The Hidden Architecture Inside Liquid Water
Liquid water is held together by a shifting, three‑dimensional web of connections called hydrogen bonds. Each water molecule can briefly clasp its neighbors, forming and breaking links trillions of times per second. This restless network explains many of water’s odd traits, such as its unusually high boiling point and the fact that it is densest just above freezing. When these connections are tighter and more extensive, water behaves differently than when they are weaker and looser. The authors set out to see whether simply changing gravity—from Earth‑like conditions to microgravity—can nudge this invisible architecture in a consistent way.
Using Light to Listen to Water
To probe the internal structure of water without disturbing it, the team used near‑infrared spectroscopy, a technique that shines gentle light through a sample and records which colors are absorbed. Tiny shifts in these absorption bands reveal changes in how strongly water molecules are linked. The researchers focused on the band around 1450 nanometers, which reflects a mix of stretching motions in the water molecule. First, they carefully mapped how this band moves as temperature changes, because warmth is known to break hydrogen bonds. This calibration step allowed them to later separate the effects of heat from the effects of gravity in their experiments.

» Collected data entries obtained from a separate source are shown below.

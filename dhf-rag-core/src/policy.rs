//! Retrieval policy: on-demand categories stay out unless referenced

use crate::document::CategoryKey;
use crate::reference::ReferenceSet;

/// Anything the policy can judge by category and source file.
pub trait Categorized {
    fn category(&self) -> &str;
    fn file_name(&self) -> &str;
}

#[derive(Debug, Clone, Default)]
pub struct RetrievalPolicy {
    on_demand: Vec<CategoryKey>,
}

impl RetrievalPolicy {
    pub fn new(on_demand: impl IntoIterator<Item = CategoryKey>) -> Self {
        Self {
            on_demand: on_demand.into_iter().collect(),
        }
    }

    pub fn is_on_demand(&self, category: &str) -> bool {
        self.on_demand.contains(&CategoryKey::new(category))
    }

    /// An on-demand item is admitted only when a context reference names its
    /// category, and its file when the reference names one.
    pub fn admits<T: Categorized + ?Sized>(&self, item: &T, refs: &ReferenceSet) -> bool {
        !self.is_on_demand(item.category()) || refs.names_context(item.category(), item.file_name())
    }

    /// Keep admitted items, preserving order.
    pub fn filter<T: Categorized>(&self, items: Vec<T>, refs: &ReferenceSet) -> Vec<T> {
        items
            .into_iter()
            .filter(|item| self.admits(item, refs))
            .collect()
    }
}

impl<T: Categorized + ?Sized> Categorized for &T {
    fn category(&self) -> &str {
        (**self).category()
    }

    fn file_name(&self) -> &str {
        (**self).file_name()
    }
}
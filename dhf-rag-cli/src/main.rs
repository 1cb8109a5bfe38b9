//! dhf-rag CLI - Maintain and query the DHF context index of a project

use clap::{Parser, Subcommand};
use colored::Colorize;
use dhf_rag_core::{CacheManager, Config, DhfError, RetrievalOptions};
use serde::Serialize;
use std::collections::BTreeMap;
use std::path::{Path, PathBuf};
use std::time::Instant;

#[derive(Parser)]
#[command(name = "dhf-rag")]
#[command(about = "Context retrieval for Design History File generation", long_about = None)]
struct Cli {
    /// Config file (default: <project>/.dhf-rag.toml, then built-in defaults)
    #[arg(long, global = true, env = "DHF_RAG_CONFIG")]
    config: Option<PathBuf>,

    /// Output as JSON
    #[arg(long, global = true)]
    json: bool,

    #[command(subcommand)]
    command: Commands,
}

#[derive(Subcommand)]
enum Commands {
    /// Write a default .dhf-rag.toml into the project
    InitConfig {
        #[arg(default_value = ".")]
        project: PathBuf,
    },

    /// Build the index if it is missing or stale
    Index {
        #[arg(default_value = ".")]
        project: PathBuf,
    },

    /// Show cache state without rebuilding
    Status {
        #[arg(default_value = ".")]
        project: PathBuf,
    },

    /// Print the current fingerprint of the tracked files
    Fingerprint {
        #[arg(default_value = ".")]
        project: PathBuf,
    },

    /// Assemble the context package for a prompt
    Retrieve {
        #[arg(default_value = ".")]
        project: PathBuf,

        /// Prompt text, may contain [Category|...] directives
        #[arg(short, long, conflicts_with = "prompt_file")]
        prompt: Option<String>,

        /// Read the prompt from a file
        #[arg(long)]
        prompt_file: Option<PathBuf>,

        /// Token budget for the assembled fragment
        #[arg(long)]
        max_tokens: Option<usize>,

        /// Procedure chunks to retrieve
        #[arg(long)]
        procedure_top_k: Option<usize>,

        /// Context chunks to retrieve
        #[arg(long)]
        context_top_k: Option<usize>,

        /// Master record field as NAME=VALUE (repeatable)
        #[arg(long = "master-record", value_name = "NAME=VALUE")]
        master_record: Vec<String>,

        /// Master checklist text file
        #[arg(long)]
        master_checklist: Option<PathBuf>,
    },

    /// Delete the project's cached index
    Clear {
        #[arg(default_value = ".")]
        project: PathBuf,
    },
}

#[tokio::main]
async fn main() {
    let cli = Cli::parse();

    tracing_subscriber::fmt()
        .with_env_filter(
            tracing_subscriber::EnvFilter::try_from_default_env()
                .unwrap_or_else(|_| tracing_subscriber::EnvFilter::new("info")),
        )
        .with_writer(std::io::stderr)
        .init();

    let json = cli.json;
    let config = cli.config;
    let result = match cli.command {
        Commands::InitConfig { project } => cmd_init_config(&project, json),
        Commands::Index { project } => cmd_index(config, &project, json).await,
        Commands::Status { project } => cmd_status(config, &project, json).await,
        Commands::Fingerprint { project } => cmd_fingerprint(config, &project, json).await,
        Commands::Retrieve {
            project,
            prompt,
            prompt_file,
            max_tokens,
            procedure_top_k,
            context_top_k,
            master_record,
            master_checklist,
        } => {
            let request = RetrieveRequest {
                prompt,
                prompt_file,
                max_tokens,
                procedure_top_k,
                context_top_k,
                master_record,
                master_checklist,
            };
            cmd_retrieve(config, &project, request, json).await
        }
        Commands::Clear { project } => cmd_clear(config, &project, json).await,
    };

    if let Err(e) = result {
        if json {
            match serde_json::to_string_pretty(&e.envelope()) {
                Ok(body) => eprintln!("{body}"),
                Err(_) => eprintln!("{{\"code\": \"{}\", \"message\": {:?}}}", e.code(), e.to_string()),
            }
        } else {
            eprintln!("{}: {}", "Error".red(), e);
            if e.is_retriable() {
                eprintln!("{}: {}", "Hint".yellow(), e.envelope().hint);
            }
        }
        std::process::exit(1);
    }
}

fn load_config(config: Option<PathBuf>, project: &Path) -> dhf_rag_core::Result<Config> {
    match config {
        Some(path) => {
            tracing::debug!(config = %path.display(), "loading config");
            Config::load(&path)
        }
        None => Config::for_project(project),
    }
}

fn make_manager(config: Option<PathBuf>, project: &Path) -> dhf_rag_core::Result<CacheManager> {
    CacheManager::new(load_config(config, project)?)
}

fn print_json<T: Serialize>(value: &T) -> dhf_rag_core::Result<()> {
    println!("{}", serde_json::to_string_pretty(value)?);
    Ok(())
}

fn cmd_init_config(project: &Path, json: bool) -> dhf_rag_core::Result<()> {
    let path = Config::init_project(project)?;
    if json {
        print_json(&serde_json::json!({ "created": path }))
    } else {
        println!("{} {}", "Created".green(), path.display());
        Ok(())
    }
}

async fn cmd_index(config: Option<PathBuf>, project: &Path, json: bool) -> dhf_rag_core::Result<()> {
    let manager = make_manager(config, project)?;
    let started = Instant::now();
    let index = manager.ensure_index_ready(project).await?;
    let rebuilt = manager.rebuild_count() > 0;

    if json {
        return print_json(&serde_json::json!({
            "rebuilt": rebuilt,
            "record": index.record,
            "elapsedMs": started.elapsed().as_millis() as u64,
        }));
    }

    let verb = if rebuilt { "Indexed".green() } else { "Up to date".yellow() };
    println!(
        "{}: {} files, {} chunks ({:.1}s)",
        verb,
        index.record.file_count,
        index.record.chunk_count,
        started.elapsed().as_secs_f64()
    );
    println!("{}: {}", "Fingerprint".blue(), index.record.fingerprint);
    println!("{}: {}", "Model".blue(), index.record.model_id);
    Ok(())
}

async fn cmd_status(config: Option<PathBuf>, project: &Path, json: bool) -> dhf_rag_core::Result<()> {
    let manager = make_manager(config, project)?;
    let status = manager.status(project).await?;
    if json {
        return print_json(&status);
    }

    println!("{}: {}", "Project".blue(), status.project.display());
    println!("{}: {}", "Cache".blue(), status.cache_dir.display());
    match &status.record {
        Some(record) => {
            let state = if status.valid { "valid".green() } else { "stale".yellow() };
            println!("{}: {}", "Index".blue(), state);
            println!(
                "{}: {} files, {} chunks, indexed {}",
                "Contents".blue(),
                record.file_count,
                record.chunk_count,
                record.indexed_at
            );
            println!("{}: {}", "Model".blue(), record.model_id);
        }
        None => println!("{}: {}", "Index".blue(), "none".red()),
    }
    println!("{}: {}", "Fingerprint".blue(), status.current_fingerprint);
    Ok(())
}

async fn cmd_fingerprint(config: Option<PathBuf>, project: &Path, json: bool) -> dhf_rag_core::Result<()> {
    let manager = make_manager(config, project)?;
    let fingerprint = manager.fingerprint(project).await?;
    if json {
        print_json(&serde_json::json!({ "fingerprint": fingerprint }))
    } else {
        println!("{fingerprint}");
        Ok(())
    }
}

struct RetrieveRequest {
    prompt: Option<String>,
    prompt_file: Option<PathBuf>,
    max_tokens: Option<usize>,
    procedure_top_k: Option<usize>,
    context_top_k: Option<usize>,
    master_record: Vec<String>,
    master_checklist: Option<PathBuf>,
}

fn read_file(path: &Path) -> dhf_rag_core::Result<String> {
    std::fs::read_to_string(path).map_err(|e| DhfError::IoAt {
        path: path.to_path_buf(),
        source: e,
    })
}

/// Parse `NAME=VALUE` pairs
fn parse_master_record(pairs: &[String]) -> dhf_rag_core::Result<BTreeMap<String, String>> {
    pairs
        .iter()
        .map(|pair| {
            pair.split_once('=')
                .map(|(name, value)| (name.trim().to_string(), value.trim().to_string()))
                .filter(|(name, _)| !name.is_empty())
                .ok_or_else(|| DhfError::ConfigParse(format!("expected NAME=VALUE, got {pair:?}")))
        })
        .collect()
}

async fn cmd_retrieve(
    config: Option<PathBuf>,
    project: &Path,
    request: RetrieveRequest,
    json: bool,
) -> dhf_rag_core::Result<()> {
    let manager = make_manager(config, project)?;

    let prompt = match (request.prompt, &request.prompt_file) {
        (Some(prompt), _) => prompt,
        (None, Some(path)) => read_file(path)?,
        (None, None) => {
            return Err(DhfError::ConfigParse(
                "provide --prompt or --prompt-file".to_string(),
            ))
        }
    };

    let defaults = &manager.config().retrieval;
    let mut options = RetrievalOptions::from_config(defaults)
        .with_top_k(
            request.procedure_top_k.unwrap_or(defaults.procedure_top_k),
            request.context_top_k.unwrap_or(defaults.context_top_k),
        )
        .with_max_tokens(request.max_tokens.unwrap_or(defaults.max_tokens))
        .with_master_record(parse_master_record(&request.master_record)?);
    if let Some(path) = &request.master_checklist {
        options = options.with_master_checklist(read_file(path)?);
    }

    let package = manager.retrieve_context(project, &prompt, &options).await?;
    if json {
        return print_json(&package);
    }

    println!("{}", package.fragment);
    eprintln!();
    eprintln!(
        "{}: {} procedure, {} context chunks, ~{} tokens (budget {})",
        "Retrieved".green(),
        package.ranked_procedure_chunks.len(),
        package.ranked_context_chunks.len(),
        package.estimated_tokens,
        options.max_tokens
    );
    if package.over_budget {
        eprintln!(
            "{}: instructions and summaries alone exceed the budget",
            "Warning".yellow()
        );
    }
    eprintln!("{}: {}", "Sources".blue(), package.sources.join(", "));
    Ok(())
}

async fn cmd_clear(config: Option<PathBuf>, project: &Path, json: bool) -> dhf_rag_core::Result<()> {
    let manager = make_manager(config, project)?;
    manager.clear(project).await?;
    if json {
        print_json(&serde_json::json!({ "cleared": project }))
    } else {
        println!("{} cache for {}", "Cleared".green(), project.display());
        Ok(())
    }
}
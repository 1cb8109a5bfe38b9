//! Project index cache
//!
//! `CacheManager` keeps one [`ProjectIndex`] per project, valid while the
//! project's fingerprint matches the one recorded when it was built. Stale
//! or missing indexes are rebuilt at most once at a time per project: in
//! process through a single-flight registry, across processes through a
//! lease file.

mod builder;
mod lease;
mod record;

pub use builder::{persist, BuiltIndex, IndexBuilder};
pub use lease::{new_owner_id, Lease};
pub use record::{new_generation, write_atomic, CacheLayout, CacheRecord, SummariesFile, SCHEMA_VERSION};

use crate::assemble::{ContextAssembler, ContextPackage, RetrievalOptions};
use crate::config::Config;
use crate::document::{CategoryKey, DocumentLoader, FsDocumentLoader, ProjectLayout, Summary};
use crate::embedding::{self, Embedder};
use crate::error::DhfError;
use crate::fingerprint::compute_fingerprint;
use crate::policy::RetrievalPolicy;
use crate::reference::ReferenceSet;
use crate::store::VectorStore;
use crate::tokens::TokenEstimator;
use serde::Serialize;
use std::collections::HashMap;
use std::io;
use std::path::{Path, PathBuf};
use std::sync::atomic::{AtomicUsize, Ordering};
use std::sync::{Arc, Mutex};
use std::time::Instant;
use tokio::sync::{watch, RwLock};

/// A loaded, valid index for one project. Shared read-only; a rebuild
/// replaces the whole `Arc`.
#[derive(Debug)]
pub struct ProjectIndex {
    pub record: CacheRecord,
    pub store: VectorStore,
    pub summaries: Vec<Summary>,
}

impl ProjectIndex {
    /// Categories a bare `[Category|...]` directive may name
    fn known_categories(&self, layout: &ProjectLayout) -> Vec<CategoryKey> {
        let mut keys: Vec<CategoryKey> = layout.on_demand().to_vec();
        let indexed = self
            .summaries
            .iter()
            .map(|s| s.category.as_str())
            .chain(self.store.entries().iter().map(|c| c.metadata.category.as_str()));
        for category in indexed {
            let key = CategoryKey::new(category);
            if !keys.contains(&key) {
                keys.push(key);
            }
        }
        keys
    }
}

/// Cache state of one project, without triggering a rebuild
#[derive(Debug, Clone, Serialize)]
#[serde(rename_all = "camelCase")]
pub struct CacheStatus {
    pub project: PathBuf,
    pub cache_dir: PathBuf,
    pub current_fingerprint: String,
    pub record: Option<CacheRecord>,
    /// Record matches the current fingerprint and embedder
    pub valid: bool,
    pub in_memory: bool,
    pub rebuilding: bool,
}

type BuildOutcome = Result<Arc<ProjectIndex>, Arc<DhfError>>;

struct Inner {
    config: Config,
    layout: ProjectLayout,
    loader: Arc<dyn DocumentLoader>,
    embedder: Arc<dyn Embedder>,
    policy: RetrievalPolicy,
    estimator: TokenEstimator,
    cache_root: PathBuf,
    owner_id: String,
    indexes: RwLock<HashMap<String, Arc<ProjectIndex>>>,
    in_flight: Mutex<HashMap<String, watch::Receiver<Option<BuildOutcome>>>>,
    rebuilds: AtomicUsize,
}

/// Entry point for index maintenance and context retrieval. Cheap to clone.
#[derive(Clone)]
pub struct CacheManager {
    inner: Arc<Inner>,
}
//! Token estimation for context budgets

use crate::config::AssemblyConfig;
use tiktoken_rs::CoreBPE;

/// Estimates the token cost of rendered context.
pub enum TokenEstimator {
    /// `ceil(chars / chars_per_token)`
    Chars { chars_per_token: usize },
    /// cl100k_base BPE (GPT-4 compatible)
    Bpe(Box<CoreBPE>),
}

impl TokenEstimator {
    pub fn chars(chars_per_token: usize) -> Self {
        Self::Chars {
            chars_per_token: chars_per_token.max(1),
        }
    }

    /// Build from `[assembly]`; an unknown name or a BPE load failure falls
    /// back to character counting.
    pub fn from_config(config: &AssemblyConfig) -> Self {
        match config.token_estimator.trim().to_ascii_lowercase().as_str() {
            "cl100k_base" | "cl100k" | "tiktoken" => match tiktoken_rs::cl100k_base() {
                Ok(bpe) => Self::Bpe(Box::new(bpe)),
                Err(e) => {
                    tracing::warn!(error = %e, "cl100k_base unavailable, counting characters");
                    Self::chars(config.chars_per_token)
                }
            },
            "chars" => Self::chars(config.chars_per_token),
            other => {
                tracing::warn!(estimator = other, "unknown token estimator, counting characters");
                Self::chars(config.chars_per_token)
            }
        }
    }

    pub fn estimate(&self, text: &str) -> usize {
        match self {
            Self::Chars { chars_per_token } => text.chars().count().div_ceil(*chars_per_token),
            Self::Bpe(bpe) => bpe.encode_with_special_tokens(text).len(),
        }
    }

    pub fn name(&self) -> &'static str {
        match self {
            Self::Chars { .. } => "chars",
            Self::Bpe(_) => "cl100k_base",
        }
    }
}

impl Default for TokenEstimator {
    fn default() -> Self {
        Self::chars(4)
    }
}
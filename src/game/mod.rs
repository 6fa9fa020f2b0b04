//! Game Logic Module
//!
//! Quest progression. Deterministic given a seed and a sequence of ticks.
//!
//! ## Module Structure
//!
//! - `question`: Question records and the question catalog
//! - `level`: Level descriptors and the level catalog
//! - `catalog`: Content loading and validation
//! - `state`: The mutable session record
//! - `question_engine`: Active question and attempts
//! - `hint`: Hint dispatch and expiry
//! - `input`: Player intents and edge detection
//! - `events`: Quest events for the host
//! - `quest`: The orchestrator tying it together

pub mod question;
pub mod level;
pub mod catalog;
pub mod state;
pub mod question_engine;
pub mod hint;
pub mod input;
pub mod events;
pub mod quest;

// Re-export key types
pub use question::{Question, QuestionCatalog, Subject, Difficulty, SubjectStats};
pub use level::{Level, LevelCatalog, TreasureBox};
pub use catalog::{CatalogError, GameContent};
pub use state::{GameMode, SessionSnapshot, SessionState};
pub use question_engine::{AnswerResult, QuestionEngine};
pub use hint::{ActiveHint, HintData, HintEngine, HintType};
pub use input::{InputFrame, InputRecording};
pub use events::{QuestEvent, QuestEventData};
pub use quest::{QuestConfig, QuestError, QuestOrchestrator, QuestPhase, TickResult};
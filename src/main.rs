//! Treasure Quest Demo
//!
//! Plays a scripted session through the async host: a player walks to
//! each box, opens it with the interact intent and answers. The first
//! box of every level is answered wrong until the solution shows. The
//! session is then replayed with the same seed and the state hashes
//! are compared.
//!
//! Usage: `treasure-quest [seed]`. Set `RUST_LOG` to change verbosity.

use anyhow::{bail, ensure, Context, Result};
use tokio::sync::broadcast::{self, error::TryRecvError};
use tracing::{info, warn};
use tracing_subscriber::{EnvFilter, FmtSubscriber};

use treasure_quest::{
    GameContent, GameMode, InputFrame, Millis, Point, QuestConfig, QuestHandle, QuestHost,
    QuestOrchestrator, Subject, VERSION,
    core::hash::StateHash,
    game::{
        events::{QuestEvent, QuestEventData},
        hint::HintType,
        input::InputRecording,
        quest::QuestPhase,
    },
};

const DEMO_SEED: u64 = 2024;
const FRAME_MS: Millis = 16;
const WALK_SPEED: i32 = 8;
/// Frames a single walk may take before the script gives up
const MAX_WALK_FRAMES: u32 = 5_000;

#[tokio::main]
async fn main() -> Result<()> {
    let subscriber = FmtSubscriber::builder()
        .with_env_filter(EnvFilter::try_from_default_env().unwrap_or_else(|_| EnvFilter::new("info")))
        .finish();
    tracing::subscriber::set_global_default(subscriber).context("failed to set tracing subscriber")?;

    let seed = std::env::args()
        .nth(1)
        .map(|arg| arg.parse::<u64>())
        .transpose()
        .context("seed must be an unsigned integer")?
        .unwrap_or(DEMO_SEED);

    info!("Treasure Quest v{}", VERSION);
    info!("RNG Seed: {}", seed);

    info!("=== Starting Demo Session ===");
    let (hash, inputs) = play(seed, true).await?;
    info!("Final State Hash: {}", hex::encode(hash));
    info!("Input changes recorded: {}", inputs.deltas().len());

    info!("=== Verifying Determinism ===");
    let (replay_hash, replay_inputs) = play(seed, false).await?;
    info!("Replay State Hash: {}", hex::encode(replay_hash));
    ensure!(
        hash == replay_hash && inputs.deltas() == replay_inputs.deltas(),
        "replay diverged"
    );
    info!("Determinism verified");
    Ok(())
}

/// Run the scripted session on a fresh host and return its final hash.
async fn play(seed: u64, verbose: bool) -> Result<(StateHash, InputRecording)> {
    let content = GameContent::builtin();
    let config = QuestConfig { rng_seed: Some(seed), ..QuestConfig::default() };
    let transition_ms = config.level_transition_ms;
    let solution_ms = config.solution_display_ms;
    let (handle, task) = QuestHost::spawn(QuestOrchestrator::new(content.clone(), config.clone()));

    if verbose {
        for hint_type in HintType::ALL {
            handle
                .register_hint_callback(hint_type, move |hint| {
                    info!(
                        "Hint {:?} toward {}: {}",
                        hint.hint_type,
                        hint.target_position,
                        hint.message.as_deref().unwrap_or("")
                    );
                })
                .await?;
        }
    }

    let mut events = handle.subscribe();
    handle.start_game(GameMode::Reward, Subject::Math).await?;

    let mut player = Player::new(handle.clone(), config.interact_radius);
    for level in content.levels.levels() {
        player.position = level.player_spawn;
        info!("Level {} ({} boxes)", level.name, level.treasure_boxes.len());

        for (i, treasure) in level.treasure_boxes.iter().enumerate() {
            player.open(treasure.position).await?;
            let question = current_question(&handle, &content).await?;

            if i == 0 {
                let wrong = (question.answer_index + 1) % 4;
                for _ in 0..3 {
                    handle.submit_answer(wrong).await?;
                }
                player.wait(solution_ms).await?;
                player.open(treasure.position).await?;
            }

            let question = current_question(&handle, &content).await?;
            let result = handle.submit_answer(question.answer_index).await?;
            ensure!(result.correct, "scripted answer to {} was wrong", question.id);
            player.wait(config.hint_delay_ms).await?;
            report(&mut events, verbose);
        }

        player.wait(transition_ms).await?;
        report(&mut events, verbose);
        if handle.advance_level().await?.is_none() {
            break;
        }
    }
    report(&mut events, verbose);

    let (snapshot, phase) = handle.snapshot().await?;
    ensure!(phase == QuestPhase::GameComplete, "session ended in {:?}", phase);
    info!(
        "Score: {}, Coins: {}, Hints used: {}",
        snapshot.score, snapshot.total_coins, snapshot.hints_used
    );

    handle.shutdown().await?;
    drop(handle);
    let quest = task.await.context("host task failed")?;
    Ok((quest.state_hash(), player.inputs))
}

async fn current_question(
    handle: &QuestHandle,
    content: &GameContent,
) -> Result<treasure_quest::game::question::Question> {
    let (snapshot, _) = handle.snapshot().await?;
    let id = snapshot.current_question_id.context("no question open")?;
    content
        .questions
        .question_by_id(&id)
        .cloned()
        .with_context(|| format!("unknown question {id}"))
}

/// Log interesting events produced since the last call.
fn report(events: &mut broadcast::Receiver<QuestEvent>, verbose: bool) {
    loop {
        let event = match events.try_recv() {
            Ok(event) => event,
            Err(TryRecvError::Lagged(missed)) => {
                warn!("missed {} events", missed);
                continue;
            }
            Err(_) => break,
        };
        if !verbose {
            continue;
        }
        match event.data {
            QuestEventData::QuestionPresented { box_id, question_id } => {
                info!("[{}ms] {} opened: {}", event.at, box_id, question_id);
            }
            QuestEventData::SolutionRevealed { solution, .. } => {
                info!("[{}ms] Solution: {}", event.at, solution);
            }
            QuestEventData::QuestionResolved { correct, box_id, coins_earned, .. } => {
                info!(
                    "[{}ms] {} resolved (correct: {}, coins: {})",
                    event.at,
                    box_id,
                    correct,
                    coins_earned.unwrap_or(0)
                );
            }
            QuestEventData::LevelCompleted { level_id, score, .. } => {
                info!("[{}ms] Level {} complete! Score: {}", event.at, level_id, score);
            }
            QuestEventData::GameCompleted { score, total_coins } => {
                info!("[{}ms] Game complete! Score: {}, Coins: {}", event.at, score, total_coins);
            }
            _ => {}
        }
    }
}

/// Scripted player driving the host one frame at a time.
struct Player {
    handle: QuestHandle,
    position: Point,
    now: Millis,
    radius: u32,
    inputs: InputRecording,
}

impl Player {
    fn new(handle: QuestHandle, radius: u32) -> Self {
        Self {
            handle,
            position: Point::ZERO,
            now: 0,
            radius,
            inputs: InputRecording::new(),
        }
    }

    async fn step(&mut self, input: InputFrame) -> Result<Option<String>> {
        self.now += FRAME_MS;
        self.inputs.record(self.now, input);
        let result = self.handle.tick(input, self.position, self.now).await?;
        Ok(result.opened_box)
    }

    /// Walk toward `target` and press interact once in reach.
    async fn open(&mut self, target: Point) -> Result<String> {
        // Release interact so the next press is a fresh edge
        self.step(InputFrame::new()).await?;

        for _ in 0..MAX_WALK_FRAMES {
            let mut input = InputFrame::new();
            if self.position.is_within(target, self.radius) {
                input.set(InputFrame::FLAG_INTERACT, true);
                if let Some(box_id) = self.step(input).await? {
                    return Ok(box_id);
                }
                self.step(InputFrame::new()).await?;
                continue;
            }

            let dx = target.x - self.position.x;
            input.set(InputFrame::FLAG_MOVE_LEFT, dx < 0);
            input.set(InputFrame::FLAG_MOVE_RIGHT, dx > 0);
            input.set(InputFrame::FLAG_JUMP, target.y < self.position.y);
            self.step(input).await?;

            let stride = (input.horizontal() * WALK_SPEED).clamp(-dx.abs(), dx.abs());
            self.position = Point::new(self.position.x + stride, target.y);
        }
        bail!("could not reach box at {}", target)
    }

    /// Stand still for `ms` of virtual time.
    async fn wait(&mut self, ms: Millis) -> Result<()> {
        let until = self.now + ms;
        while self.now < until {
            self.step(InputFrame::new()).await?;
        }
        Ok(())
    }
}
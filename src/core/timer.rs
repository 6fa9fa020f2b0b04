//! Virtual-Time Timer Queue
//!
//! Fire-once timers keyed by due time. The queue never reads a wall
//! clock: callers pass `now` in milliseconds, so tests advance time
//! explicitly and replays fire timers in the same order.

use std::collections::BTreeMap;
use serde::{Serialize, Deserialize};

/// Milliseconds of virtual time.
pub type Millis = u64;

/// Handle for a scheduled timer.
#[derive(Clone, Copy, Debug, PartialEq, Eq, PartialOrd, Ord, Hash, Serialize, Deserialize)]
pub struct TimerId(pub u64);

/// Ordered queue of fire-once timers.
///
/// Timers due at the same instant fire in scheduling order.
#[derive(Debug)]
pub struct TimerQueue<T> {
    /// (due, seq) -> payload. BTreeMap for deterministic firing order.
    entries: BTreeMap<(Millis, u64), T>,
    /// seq -> due, for cancellation by id
    index: BTreeMap<u64, Millis>,
    next_seq: u64,
}

impl<T> Default for TimerQueue<T> {
    fn default() -> Self {
        Self::new()
    }
}

impl<T> TimerQueue<T> {
    /// Create an empty queue.
    pub fn new() -> Self {
        Self {
            entries: BTreeMap::new(),
            index: BTreeMap::new(),
            next_seq: 0,
        }
    }

    /// Schedule `payload` to fire `delay` ms after `now`.
    pub fn schedule(&mut self, now: Millis, delay: Millis, payload: T) -> TimerId {
        let seq = self.next_seq;
        self.next_seq += 1;
        let due = now.saturating_add(delay);
        self.entries.insert((due, seq), payload);
        self.index.insert(seq, due);
        TimerId(seq)
    }

    /// Cancel a pending timer. Returns the payload if it had not fired.
    pub fn cancel(&mut self, id: TimerId) -> Option<T> {
        let due = self.index.remove(&id.0)?;
        self.entries.remove(&(due, id.0))
    }

    /// Drop every pending timer.
    ///
    /// Ids stay unique across a clear, so a stale handle can never
    /// cancel a timer scheduled afterwards.
    pub fn clear(&mut self) {
        self.entries.clear();
        self.index.clear();
    }

    /// Remove and return all timers due at or before `now`, in firing order.
    pub fn pop_due(&mut self, now: Millis) -> Vec<(TimerId, T)> {
        let mut fired = Vec::new();
        while let Some(entry) = self.entries.first_entry() {
            let (due, seq) = *entry.key();
            if due > now {
                break;
            }
            let payload = entry.remove();
            self.index.remove(&seq);
            fired.push((TimerId(seq), payload));
        }
        fired
    }

    /// Due time of the earliest pending timer.
    pub fn next_due(&self) -> Option<Millis> {
        self.entries.keys().next().map(|(due, _)| *due)
    }

    /// Is the timer still pending?
    pub fn is_pending(&self, id: TimerId) -> bool {
        self.index.contains_key(&id.0)
    }

    /// Number of pending timers.
    pub fn len(&self) -> usize {
        self.entries.len()
    }

    /// Are there no pending timers?
    pub fn is_empty(&self) -> bool {
        self.entries.is_empty()
    }
}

Spinning Away Gravity in the Lab
To mimic microgravity without leaving Earth, the group placed a compact near‑infrared spectrometer on a special rotating device called a three‑dimensional clinostat. By slowly spinning water samples around two axes, the pull of gravity is averaged out over time, creating an effective gravity of less than one‑tenth of Earth’s. The system recorded spectra of ultrapure water and of water containing common sodium salts, while sensors tracked temperature and residual acceleration. Careful data analysis was then used to pick out spectral patterns linked specifically to gravity changes, separating them from those caused by small temperature drifts.

How Gravity and Salts Reshape Water’s Network
The results showed a clear trend: under simulated microgravity, the hydrogen‑bond network of water became slightly weaker. This appeared as a shift in the absorption band toward shorter wavelengths, a sign of more loosely connected water molecules. The effect was modest—smaller than what would be caused by warming the sample by about two degrees Celsius—but it was consistent. When salts were added, the story grew more nuanced. Some negatively charged ions, known as “structure‑making” in classical chemistry, normally strengthen water’s network; others, called “structure‑breaking,” tend to disrupt it. In microgravity, the weakening of the network was easier to detect in solutions with disrupting ions, where water molecules were already more free, and harder to see in solutions with strengthening ions, which lock water into a tighter arrangement.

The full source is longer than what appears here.